Consistency is viewed by most people as an admirable trait. You know where you stand with people who are consistent. If someone tells you one day that they’re admirers of Tyson Fury and the next that they can’t stand the big lump, you tend to dismiss that person as a flipperdygibbet.
But there’s a case for arguing the exact opposite. If on Monday your child tells you that she doesn’t have to worry about crossing the road because she’s got magical powers, her repetition of that claim on Tuesday, Wednesday and every other day of the week would be consistent but alarming.
So when Fianna Fail TD for Waterford, Mary Butler, says that its position of not dealing Sinn Féin “had been consistent from before the election”, her followers probably seize on the c-word and praise her. More detached thinking would see it as an unreasonable attitude remaining unreasonable.
And when Fine Gael TD for Meath East, Helen McEntee, says that her party had consistently said it would not work with Sinn Féin, the consistency in question could be interpreted as a steady determination to ignore the voice of the electorate, which delivered Sinn Féin the highest number of votes of any party.

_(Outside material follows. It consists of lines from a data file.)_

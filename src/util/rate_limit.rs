//! Rate limiting utilities

use governor::{
    clock::DefaultClock,
    state::{InMemoryState, NotKeyed},
    Quota, RateLimiter,
};
use std::num::NonZeroU32;

/// Rate limiter type alias
pub type Limiter = RateLimiter<NotKeyed, InMemoryState, DefaultClock>;

/// Max client messages per second per connection
pub const INPUT_RATE_LIMIT: u32 = 60;

/// Create a rate limiter with the specified requests per second
pub fn create_limiter(requests_per_second: u32) -> Limiter {
    let quota = Quota::per_second(NonZeroU32::new(requests_per_second).unwrap_or(NonZeroU32::MIN));
    RateLimiter::direct(quota)
}

/// Per-connection message limiter
pub struct ConnectionRateLimiter {
    limiter: Limiter,
}

impl ConnectionRateLimiter {
    pub fn new() -> Self {
        Self::with_rate(INPUT_RATE_LIMIT)
    }

    pub fn with_rate(per_second: u32) -> Self {
        Self {
            limiter: create_limiter(per_second),
        }
    }

    /// Returns true if the message is allowed
    pub fn check(&self) -> bool {
        self.limiter.check().is_ok()
    }
}

impl Default for ConnectionRateLimiter {
    fn default() -> Self {
        Self::new()
    }
}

The remarks of Mary Butler and of Helen McEntee are helpful, however. They make it clear that both Fianna Fail and Fine Gael share an abiding terror that Sinn Féin may take its place at the heart of southern politics. When they say they’ve been consistent in their refusal to work with Sinn Féin, they risk the nineteenth-century judgement that Tallyrand made of the Bourbon regime: “They have forgotten nothing and they have learned nothing.”
Ten out of ten for consistency, guys. For growth in political thinking, null points.